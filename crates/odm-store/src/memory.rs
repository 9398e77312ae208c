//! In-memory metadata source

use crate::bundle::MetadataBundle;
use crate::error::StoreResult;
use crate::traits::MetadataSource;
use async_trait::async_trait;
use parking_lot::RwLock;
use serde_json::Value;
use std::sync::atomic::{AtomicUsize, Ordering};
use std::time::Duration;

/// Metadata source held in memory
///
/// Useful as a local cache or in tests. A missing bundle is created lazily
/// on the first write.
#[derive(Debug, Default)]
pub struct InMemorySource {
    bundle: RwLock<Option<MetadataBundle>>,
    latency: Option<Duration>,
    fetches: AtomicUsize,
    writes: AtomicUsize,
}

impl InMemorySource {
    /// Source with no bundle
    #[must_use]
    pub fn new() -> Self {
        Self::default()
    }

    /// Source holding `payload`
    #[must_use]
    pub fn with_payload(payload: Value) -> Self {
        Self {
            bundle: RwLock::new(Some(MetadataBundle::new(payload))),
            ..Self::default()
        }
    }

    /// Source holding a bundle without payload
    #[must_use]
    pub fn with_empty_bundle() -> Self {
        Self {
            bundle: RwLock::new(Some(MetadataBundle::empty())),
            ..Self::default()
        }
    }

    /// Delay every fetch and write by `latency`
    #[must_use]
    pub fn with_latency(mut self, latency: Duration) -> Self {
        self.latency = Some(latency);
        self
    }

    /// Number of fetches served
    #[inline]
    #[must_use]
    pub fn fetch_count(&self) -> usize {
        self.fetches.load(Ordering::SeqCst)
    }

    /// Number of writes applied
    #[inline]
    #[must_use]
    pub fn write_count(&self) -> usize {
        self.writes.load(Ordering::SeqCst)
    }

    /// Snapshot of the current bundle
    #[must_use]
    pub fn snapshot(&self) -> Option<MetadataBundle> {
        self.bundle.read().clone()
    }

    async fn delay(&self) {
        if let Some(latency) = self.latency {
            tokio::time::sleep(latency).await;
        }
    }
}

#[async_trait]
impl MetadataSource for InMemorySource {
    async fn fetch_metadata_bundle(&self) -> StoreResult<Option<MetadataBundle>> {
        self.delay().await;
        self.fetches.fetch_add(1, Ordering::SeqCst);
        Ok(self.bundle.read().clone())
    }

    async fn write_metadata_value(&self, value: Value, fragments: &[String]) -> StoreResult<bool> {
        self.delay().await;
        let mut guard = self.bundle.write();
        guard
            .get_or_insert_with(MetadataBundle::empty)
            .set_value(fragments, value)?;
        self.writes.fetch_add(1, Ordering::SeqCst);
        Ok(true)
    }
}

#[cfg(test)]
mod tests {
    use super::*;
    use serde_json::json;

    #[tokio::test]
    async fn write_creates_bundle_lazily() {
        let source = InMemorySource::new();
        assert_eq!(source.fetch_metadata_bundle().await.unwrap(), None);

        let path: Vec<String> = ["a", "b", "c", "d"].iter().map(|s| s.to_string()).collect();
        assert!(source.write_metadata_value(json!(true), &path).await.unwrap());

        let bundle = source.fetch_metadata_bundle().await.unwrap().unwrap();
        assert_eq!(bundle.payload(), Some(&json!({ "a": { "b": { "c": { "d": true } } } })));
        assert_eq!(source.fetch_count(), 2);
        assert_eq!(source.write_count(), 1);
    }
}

########################################

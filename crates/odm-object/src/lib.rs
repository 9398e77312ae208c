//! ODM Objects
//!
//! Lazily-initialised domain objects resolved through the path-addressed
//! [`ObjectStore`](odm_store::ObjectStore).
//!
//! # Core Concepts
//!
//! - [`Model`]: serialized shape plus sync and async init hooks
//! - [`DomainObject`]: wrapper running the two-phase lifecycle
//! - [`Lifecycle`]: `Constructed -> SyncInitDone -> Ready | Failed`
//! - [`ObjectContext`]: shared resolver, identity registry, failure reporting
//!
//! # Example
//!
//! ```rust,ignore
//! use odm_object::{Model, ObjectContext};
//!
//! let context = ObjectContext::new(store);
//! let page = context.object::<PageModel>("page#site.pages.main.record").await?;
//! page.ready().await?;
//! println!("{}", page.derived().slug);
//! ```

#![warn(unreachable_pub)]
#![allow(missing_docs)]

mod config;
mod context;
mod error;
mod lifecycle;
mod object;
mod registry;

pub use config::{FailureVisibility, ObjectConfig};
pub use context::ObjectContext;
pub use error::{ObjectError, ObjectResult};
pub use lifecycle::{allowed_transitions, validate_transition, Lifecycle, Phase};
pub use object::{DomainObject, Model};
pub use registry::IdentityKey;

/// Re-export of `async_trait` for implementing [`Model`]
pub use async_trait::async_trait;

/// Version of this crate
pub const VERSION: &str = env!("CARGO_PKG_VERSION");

########################################

### TASK STATEMENT
Keep both end lines and retype everything in the records above from the line containing "filename crates/odm-store/src/memory.rs" through the line containing "use serde_json::Value;", exactly, with nothing else.

### OUTPUT FOR THIS TASK
filename crates/odm-store/src/memory.rs
repository 9398e77312ae208c
//! In-memory metadata source

use crate::bundle::MetadataBundle;
use crate::error::StoreResult;
use crate::traits::MetadataSource;
use async_trait::async_trait;
use parking_lot::RwLock;
use serde_json::Value;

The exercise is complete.